Shared from Tax Insider: Dividend Tax Changes: A Whole New Ball Game?
By Ken Moody CTA, September 2015
Ken Moody sketches out the effect of the dividend tax changes announced in summer Budget 2015 on incorporation and profit extraction for small businesses from 6 April 2016.

The changes to the taxation of dividends in the Chancellor’s summer Budget 2015 have understandably caused something of a stir in mainstream media, as well as the professional press. It is stated in the Budget documents that the changes will ‘start to reduce the incentive to incorporate and remunerate through dividends rather than through wages’ (my emphasis). 

The proposed changes will not be effective until 6 April 2016, and were not included in the Finance Bill that followed the summer Budget 2015, so we don’t yet have the draft legislation to work with. However, what we know so far is that:

  • The dividend tax credit of 1/9 will be abolished, and
  • A 7.5% ‘surcharge’ will be payable across the board on dividends, in excess of a ‘dividend tax allowance’ (DTA) of £5,000. 

The first change will simplify the taxation of dividends; the second will of course affect any individual in receipt of dividends – not just private company shareholders – though the £5,000 DTA is expected to cover the dividend income of most small-time investors. The dividend tax credit, as some readers will recall, is a feature of the ‘imputation system’ of corporation tax (CT), whereby part of the CT paid by the company is ‘imputed’ to the shareholder as a credit against their income tax liability on dividends. The abolition of the tax credit in effect abandons the imputation system.  

Incorporation of a business
The Chancellor had already taken some of the shine off tax-motivated incorporation by excluding goodwill transferred to a related company from qualifying for CGT entrepreneurs’ relief and from corporation tax (CT) relief for amortisation of intangible assets, in FA 2015. 

The effect of the dividend tax changes on top may make incorporation for tax reasons less attractive, though this remains to be seen. Let’s take a sole trader making annual profits of £60,000, and see what is the saving from incorporation based on the current rules, and how the dividend tax changes will affect the situation in 2016/17. 
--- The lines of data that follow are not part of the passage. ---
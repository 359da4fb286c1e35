// Copyright (c) 2024-2026 Martin Schröder <info@swedishembedded.com>
//
// SPDX-License-Identifier: MIT
//! A scripted, recording renderer for loop-level tests.
//!
//! Every operation appends a line to the event log; prompts, confirms,
//! review outcomes and hotkey polls replay scripted answers.  An `Applied`
//! review writes the file for real so filesystem-observing tests work.

use std::collections::VecDeque;
use std::path::Path;
use std::sync::Mutex;

use crate::{HotkeyEvent, Renderer, ReviewOutcome};

#[derive(Default)]
pub struct RecordingRenderer {
    events: Mutex<Vec<String>>,
    follow_ups: Mutex<VecDeque<Option<String>>>,
    text_answers: Mutex<VecDeque<Option<String>>>,
    confirm_answers: Mutex<VecDeque<bool>>,
    review_outcomes: Mutex<VecDeque<ReviewOutcome>>,
    hotkey_script: Mutex<VecDeque<Option<HotkeyEvent>>>,
    completion_messages: Mutex<Vec<String>>,
}

impl RecordingRenderer {
    pub fn new() -> Self {
        Self::default()
    }

    fn record(&self, event: impl Into<String>) {
        self.events.lock().unwrap().push(event.into());
    }

    /// Everything that happened, in call order.
    pub fn events(&self) -> Vec<String> {
        self.events.lock().unwrap().clone()
    }

    pub fn events_matching(&self, prefix: &str) -> Vec<String> {
        self.events()
            .into_iter()
            .filter(|e| e.starts_with(prefix))
            .collect()
    }

    /// Queue the answer for the next `prompt_follow_up` (None = EOF).
    pub fn push_follow_up(&self, answer: Option<&str>) {
        self.follow_ups
            .lock()
            .unwrap()
            .push_back(answer.map(str::to_string));
    }

    pub fn push_text_answer(&self, answer: Option<&str>) {
        self.text_answers
            .lock()
            .unwrap()
            .push_back(answer.map(str::to_string));
    }

    pub fn push_confirm(&self, answer: bool) {
        self.confirm_answers.lock().unwrap().push_back(answer);
    }

    /// Queue the outcome of the next `review_file_update`; the default when
    /// the script runs dry is `Applied`.
    pub fn push_review_outcome(&self, outcome: ReviewOutcome) {
        self.review_outcomes.lock().unwrap().push_back(outcome);
    }

    /// Queue hotkey polls.  Each `poll_hotkey_event` pops one entry; `None`
    /// entries mean "no event pending at that poll".
    pub fn push_hotkey(&self, event: Option<HotkeyEvent>) {
        self.hotkey_script.lock().unwrap().push_back(event);
    }

    pub fn push_completion_message(&self, text: &str) {
        self.completion_messages.lock().unwrap().push(text.into());
    }
}

impl Renderer for RecordingRenderer {
    fn display_info(&self, text: &str) {
        self.record(format!("info: {text}"));
    }

    fn display_error(&self, text: &str) {
        self.record(format!("error: {text}"));
    }

    fn display_user_prompt(&self, text: &str) {
        self.record(format!("user_prompt: {text}"));
    }

    fn display_assistant_message(&self, text: &str) {
        self.record(format!("assistant: {text}"));
    }

    fn display_shell_output(&self, text: &str) {
        self.record(format!("shell: {text}"));
    }

    fn display_plan_update(&self, plan: &str, explanation: Option<&str>) {
        self.record(format!(
            "plan: {plan}{}",
            explanation.map(|e| format!(" ({e})")).unwrap_or_default()
        ));
    }

    fn display_reasoning(&self, text: &str) {
        self.record(format!("reasoning: {text}"));
    }

    fn start_reasoning(&self, id: &str) {
        self.record(format!("reasoning_start: {id}"));
    }

    fn update_reasoning(&self, id: &str, delta: &str) {
        self.record(format!("reasoning_delta: {id}: {delta}"));
    }

    fn finish_reasoning(&self, id: &str, final_text: Option<&str>) {
        self.record(format!(
            "reasoning_done: {id}: {}",
            final_text.unwrap_or_default()
        ));
    }

    fn start_assistant_stream(&self, id: &str) {
        self.record(format!("stream_start: {id}"));
    }

    fn update_assistant_stream(&self, id: &str, delta: &str) {
        self.record(format!("stream_delta: {id}: {delta}"));
    }

    fn finish_assistant_stream(&self, id: &str, final_text: Option<&str>) {
        self.record(format!(
            "stream_done: {id}: {}",
            final_text.unwrap_or_default()
        ));
    }

    fn review_file_update(
        &self,
        target_path: &Path,
        display_path: &Path,
        old_text: &str,
        new_text: &str,
        auto_apply: bool,
    ) -> ReviewOutcome {
        self.record(format!(
            "review: {} auto_apply={auto_apply} old_len={} new_len={}",
            display_path.display(),
            old_text.len(),
            new_text.len()
        ));
        let outcome = self
            .review_outcomes
            .lock()
            .unwrap()
            .pop_front()
            .unwrap_or(ReviewOutcome::Applied);
        if outcome == ReviewOutcome::Applied {
            if let Some(parent) = target_path.parent() {
                if !parent.as_os_str().is_empty() {
                    let _ = std::fs::create_dir_all(parent);
                }
            }
            if let Err(e) = std::fs::write(target_path, new_text) {
                return ReviewOutcome::error(format!(
                    "failed to write {}: {e}",
                    display_path.display()
                ));
            }
        }
        outcome
    }

    fn prompt_text(&self, prompt: &str) -> Option<String> {
        self.record(format!("prompt_text: {prompt}"));
        self.text_answers.lock().unwrap().pop_front().flatten()
    }

    fn prompt_follow_up(&self) -> Option<String> {
        self.record("prompt_follow_up");
        self.follow_ups.lock().unwrap().pop_front().flatten()
    }

    fn prompt_confirm(&self, prompt: &str, default_no: bool) -> bool {
        self.record(format!("prompt_confirm: {prompt}"));
        self.confirm_answers
            .lock()
            .unwrap()
            .pop_front()
            .unwrap_or(!default_no)
    }

    fn start_loader(&self) {
        self.record("loader_start");
    }

    fn stop_loader(&self) {
        self.record("loader_stop");
    }

    fn start_hotkey_listener(&self) {
        self.record("hotkeys_start");
    }

    fn stop_hotkey_listener(&self) {
        self.record("hotkeys_stop");
    }

    fn poll_hotkey_event(&self) -> Option<HotkeyEvent> {
        self.hotkey_script.lock().unwrap().pop_front().flatten()
    }

    fn consume_completion_messages(&self) -> Vec<String> {
        std::mem::take(&mut *self.completion_messages.lock().unwrap())
    }
}

// ─── Unit tests ──────────────────────────────────────────────────────────────

#[cfg(test)]
mod tests {
    use super::*;

    #[test]
    fn records_display_calls_in_order() {
        let r = RecordingRenderer::new();
        r.display_info("one");
        r.display_assistant_message("two");
        assert_eq!(r.events(), vec!["info: one", "assistant: two"]);
    }

    #[test]
    fn follow_up_script_replays_then_eof() {
        let r = RecordingRenderer::new();
        r.push_follow_up(Some("next"));
        r.push_follow_up(None);
        assert_eq!(r.prompt_follow_up().as_deref(), Some("next"));
        assert!(r.prompt_follow_up().is_none());
        assert!(r.prompt_follow_up().is_none(), "dry script means EOF");
    }

    #[test]
    fn applied_review_writes_the_file() {
        let dir = tempfile::tempdir().unwrap();
        let target = dir.path().join("out.txt");
        let r = RecordingRenderer::new();
        let outcome = r.review_file_update(&target, Path::new("out.txt"), "", "new\n", false);
        assert_eq!(outcome, ReviewOutcome::Applied);
        assert_eq!(std::fs::read_to_string(&target).unwrap(), "new\n");
    }

    #[test]
    fn scripted_rejection_leaves_file_untouched() {
        let dir = tempfile::tempdir().unwrap();
        let target = dir.path().join("out.txt");
        std::fs::write(&target, "old\n").unwrap();
        let r = RecordingRenderer::new();
        r.push_review_outcome(ReviewOutcome::UserRejected);
        let outcome = r.review_file_update(&target, Path::new("out.txt"), "old\n", "new\n", false);
        assert_eq!(outcome, ReviewOutcome::UserRejected);
        assert_eq!(std::fs::read_to_string(&target).unwrap(), "old\n");
    }

    #[test]
    fn hotkey_script_pops_one_per_poll() {
        let r = RecordingRenderer::new();
        r.push_hotkey(None);
        r.push_hotkey(Some(HotkeyEvent::Retry));
        assert!(r.poll_hotkey_event().is_none());
        assert_eq!(r.poll_hotkey_event(), Some(HotkeyEvent::Retry));
        assert!(r.poll_hotkey_event().is_none());
    }

    #[test]
    fn completion_messages_drain_once() {
        let r = RecordingRenderer::new();
        r.push_completion_message("done with editor");
        assert_eq!(r.consume_completion_messages(), vec!["done with editor"]);
        assert!(r.consume_completion_messages().is_empty());
    }
}
// Copyright (c) 2024-2026 Martin Schröder <info@swedishembedded.com>
//
// SPDX-License-Identifier: Apache-2.0
use serde::{Deserialize, Serialize};

/// Context-collection knobs.
///
/// All fields optional in the file; resolved against the collector's
/// built-in constants when absent.
#[derive(Debug, Clone, Default, Serialize, Deserialize, PartialEq)]
pub struct ContextSettings {
    /// Maximum bytes of file content per snapshot slice.
    #[serde(skip_serializing_if = "Option::is_none")]
    pub max_bytes: Option<usize>,
    /// Default number of lines read per file slice.
    #[serde(skip_serializing_if = "Option::is_none")]
    pub read_limit: Option<usize>,
    /// Include a one-line-per-entry directory listing in snapshots.
    #[serde(skip_serializing_if = "Option::is_none")]
    pub include_listing: Option<bool>,
}

/// The persisted configuration.
///
/// Unknown keys in the file are ignored on load and dropped on save; the
/// recognized option set is deliberately closed.
#[derive(Debug, Clone, Default, Serialize, Deserialize)]
pub struct Config {
    #[serde(default)]
    pub openai_api_key: String,
    #[serde(default)]
    pub model: String,
    /// The approval phrase that unlocks mutating tools for a session.
    #[serde(default)]
    pub dog_whistle: String,
    /// Stream model reasoning to the terminal.  `show_thinking` is the
    /// legacy spelling and is honoured when this is unset.
    #[serde(skip_serializing_if = "Option::is_none")]
    pub show_reasoning: Option<bool>,
    #[serde(skip_serializing_if = "Option::is_none")]
    pub show_thinking: Option<bool>,
    /// One of "low" | "medium" | "high".
    #[serde(skip_serializing_if = "Option::is_none")]
    pub reasoning_effort: Option<String>,
    #[serde(default, skip_serializing_if = "is_default_context")]
    pub context_settings: ContextSettings,
}

fn is_default_context(c: &ContextSettings) -> bool {
    *c == ContextSettings::default()
}

// ─── Unit tests ──────────────────────────────────────────────────────────────
// Copyright (c) 2024-2026 Martin Schröder <info@swedishembedded.com>
//
// SPDX-License-Identifier: MIT
use std::process::Stdio;

use async_trait::async_trait;
use serde_json::{json, Map, Value};
use tokio::io::AsyncWriteExt;
use tracing::debug;

use crate::builtin::require_str;
use crate::runtime::ToolRuntime;
use crate::tool::{Tool, ToolReply};

pub struct ApplyPatchTool;

#[async_trait]
impl Tool for ApplyPatchTool {
    fn name(&self) -> &str {
        "apply_patch"
    }

    fn description(&self) -> &str {
        "Apply a unified diff patch to files (prefer write/write_file when possible)."
    }

    fn parameters_schema(&self) -> Value {
        json!({
            "type": "object",
            "properties": {
                "patch": {"type": "string", "description": "Unified diff patch"}
            },
            "required": ["patch"]
        })
    }

    fn requires_unlock(&self) -> bool {
        true
    }

    async fn execute(&self, rt: &ToolRuntime, args: &Map<String, Value>) -> ToolReply {
        let patch_text = match require_str(args, "patch", "error: missing patch")
            .or_else(|_| require_str(args, "input", "error: missing patch"))
        {
            Ok(text) => text.to_string(),
            Err(message) => return ToolReply::text(message),
        };

        rt.renderer
            .display_info(&format!("# apply_patch proposal\n{patch_text}"));
        if !rt.renderer.prompt_confirm("Apply patch? [y/N]: ", true) {
            return ToolReply::text("user_rejected");
        }

        debug!(bytes = patch_text.len(), "piping patch to patch(1)");

        let spawned = tokio::process::Command::new("patch")
            .args(["-p0", "--batch", "--forward"])
            .current_dir(&rt.base_root)
            .stdin(Stdio::piped())
            .stdout(Stdio::piped())
            .stderr(Stdio::piped())
            .spawn();
        let mut child = match spawned {
            Ok(child) => child,
            Err(e) if e.kind() == std::io::ErrorKind::NotFound => {
                return ToolReply::text("error: 'patch' command not available");
            }
            Err(e) => return ToolReply::text(format!("error: failed to run patch: {e}")),
        };

        if let Some(stdin) = child.stdin.as_mut() {
            if let Err(e) = stdin.write_all(patch_text.as_bytes()).await {
                return ToolReply::text(format!("error: failed to feed patch: {e}"));
            }
        }
        drop(child.stdin.take());

        let output = match child.wait_with_output().await {
            Ok(output) => output,
            Err(e) => return ToolReply::text(format!("error: failed to run patch: {e}")),
        };

        let stdout = String::from_utf8_lossy(&output.stdout);
        let stderr = String::from_utf8_lossy(&output.stderr);
        if !output.status.success() {
            if !stdout.is_empty() {
                rt.renderer.display_info(&stdout);
            }
            if !stderr.is_empty() {
                rt.renderer.display_error(&stderr);
            }
            return ToolReply::text(format!(
                "error: patch failed (status {})",
                output.status.code().unwrap_or(-1)
            ));
        }
        if !stdout.is_empty() {
            rt.renderer.display_info(&stdout);
        }
        ToolReply::mutating("applied")
    }
}

// ─── Unit tests ──────────────────────────────────────────────────────────────
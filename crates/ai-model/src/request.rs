// Copyright (c) 2024-2026 Martin Schröder <info@swedishembedded.com>
//
// SPDX-License-Identifier: MIT
use serde::{Deserialize, Serialize};
use serde_json::Value;

use crate::items::Item;

/// A tool schema advertised to the provider.
#[derive(Debug, Clone, PartialEq, Serialize, Deserialize)]
pub struct ToolDefinition {
    #[serde(rename = "type")]
    pub kind: String,
    pub name: String,
    pub description: String,
    /// JSON Schema of the argument object.
    pub parameters: Value,
}

impl ToolDefinition {
    pub fn function(name: impl Into<String>, description: impl Into<String>, parameters: Value) -> Self {
        Self {
            kind: "function".into(),
            name: name.into(),
            description: description.into(),
            parameters,
        }
    }
}

/// The `reasoning` request block, sent only when reasoning display is on.
#[derive(Debug, Clone, PartialEq, Serialize, Deserialize)]
pub struct ReasoningParams {
    /// "low" | "medium" | "high".
    pub effort: String,
    pub summary: String,
}

impl ReasoningParams {
    pub fn with_effort(effort: impl Into<String>) -> Self {
        Self {
            effort: effort.into(),
            summary: "auto".into(),
        }
    }
}

/// A full request to the Responses endpoint.
#[derive(Debug, Clone, Serialize)]
pub struct ResponsesRequest {
    pub model: String,
    pub instructions: String,
    pub input: Vec<Item>,
    pub tools: Vec<ToolDefinition>,
    pub tool_choice: String,
    pub stream: bool,
    #[serde(skip_serializing_if = "Option::is_none")]
    pub reasoning: Option<ReasoningParams>,
}

impl ResponsesRequest {
    pub fn new(model: impl Into<String>, instructions: impl Into<String>, input: Vec<Item>) -> Self {
        Self {
            model: model.into(),
            instructions: instructions.into(),
            input,
            tools: Vec::new(),
            tool_choice: "auto".into(),
            stream: false,
            reasoning: None,
        }
    }

    pub fn with_tools(mut self, tools: Vec<ToolDefinition>) -> Self {
        self.tools = tools;
        self
    }

    pub fn with_reasoning(mut self, reasoning: Option<ReasoningParams>) -> Self {
        self.reasoning = reasoning;
        self
    }

    pub fn streaming(mut self) -> Self {
        self.stream = true;
        self
    }
}

// ─── Unit tests ──────────────────────────────────────────────────────────────
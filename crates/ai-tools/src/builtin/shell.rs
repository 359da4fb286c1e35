// Copyright (c) 2024-2026 Martin Schröder <info@swedishembedded.com>
//
// SPDX-License-Identifier: MIT
use std::time::Duration;

use async_trait::async_trait;
use serde_json::{json, Map, Value};
use tracing::debug;

use ai_sandbox::{format_command_result, run_sandboxed_bash};

use crate::runtime::ToolRuntime;
use crate::tool::{Tool, ToolReply};

pub struct ShellTool;

/// Accepts the command as either a string or a list of argv words; a list is
/// quoted and joined so it survives the `bash -lc` round trip.
fn command_string(value: Option<&Value>) -> Result<String, String> {
    match value {
        Some(Value::String(s)) => Ok(s.clone()),
        Some(Value::Array(parts)) => {
            let words: Vec<String> = parts
                .iter()
                .map(|part| {
                    let raw = match part {
                        Value::String(s) => s.clone(),
                        other => other.to_string(),
                    };
                    shlex::try_quote(&raw)
                        .map(|q| q.into_owned())
                        .unwrap_or(raw)
                })
                .collect();
            Ok(words.join(" "))
        }
        _ => Err("error: invalid command; expected string or list".into()),
    }
}

#[async_trait]
impl Tool for ShellTool {
    fn name(&self) -> &str {
        "shell"
    }

    fn description(&self) -> &str {
        "Run a sandboxed shell command within the project scope."
    }

    fn parameters_schema(&self) -> Value {
        json!({
            "type": "object",
            "properties": {
                "command": {
                    "type": ["array", "string"],
                    "description": "Command to execute (string or list of strings)",
                    "items": {"type": "string"}
                },
                "workdir": {
                    "type": "string",
                    "description": "Optional working directory"
                },
                "timeout_ms": {
                    "type": "integer",
                    "minimum": 1,
                    "description": "Optional timeout in milliseconds"
                }
            },
            "required": ["command"]
        })
    }

    fn requires_unlock(&self) -> bool {
        true
    }

    async fn execute(&self, rt: &ToolRuntime, args: &Map<String, Value>) -> ToolReply {
        let command = match command_string(args.get("command")) {
            Ok(command) => command,
            Err(message) => return ToolReply::text(message),
        };

        let workdir = match args.get("workdir").and_then(|v| v.as_str()) {
            Some(dir) if !dir.is_empty() => rt.resolve(dir),
            _ => rt.default_root.clone(),
        };
        if rt.jail(&workdir).is_err() {
            return ToolReply::text(format!(
                "error: workdir outside project root ({})",
                workdir.display()
            ));
        }

        let (mut timeout, max_output_bytes) = rt.shell_limits();
        if let Some(ms) = args.get("timeout_ms").and_then(|v| v.as_u64()) {
            timeout = Duration::from_secs((ms / 1000).max(1));
        }

        debug!(cmd = %command, workdir = %workdir.display(), "shell tool");

        match run_sandboxed_bash(&command, &workdir, &rt.base_root, timeout, max_output_bytes)
            .await
        {
            Ok(result) => {
                let formatted = format_command_result(&result);
                let body = if formatted.trim().is_empty() {
                    "(no output)".to_string()
                } else {
                    formatted
                };
                let rendered = format!("$ {command}\n\n{body}");
                rt.renderer.display_shell_output(&rendered);
                ToolReply::text(rendered)
            }
            Err(e) => {
                let message = format!("command rejected: {e}");
                rt.renderer.display_error(&message);
                ToolReply::text(message)
            }
        }
    }
}

// ─── Unit tests ──────────────────────────────────────────────────────────────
The illustration assumes that the company pays a salary of £8,000, leaving a CT profit of £52,000, on which CT at 20% of £10,400 is payable. This leaves reserves of £41,600, all of which are distributed as dividends. The rate of corporation tax is set at 19% for the financial years starting 1 April 2017 to 2019, and will reduced to 18% from 1 April 2020. But for 2016/17 it remains at 20%.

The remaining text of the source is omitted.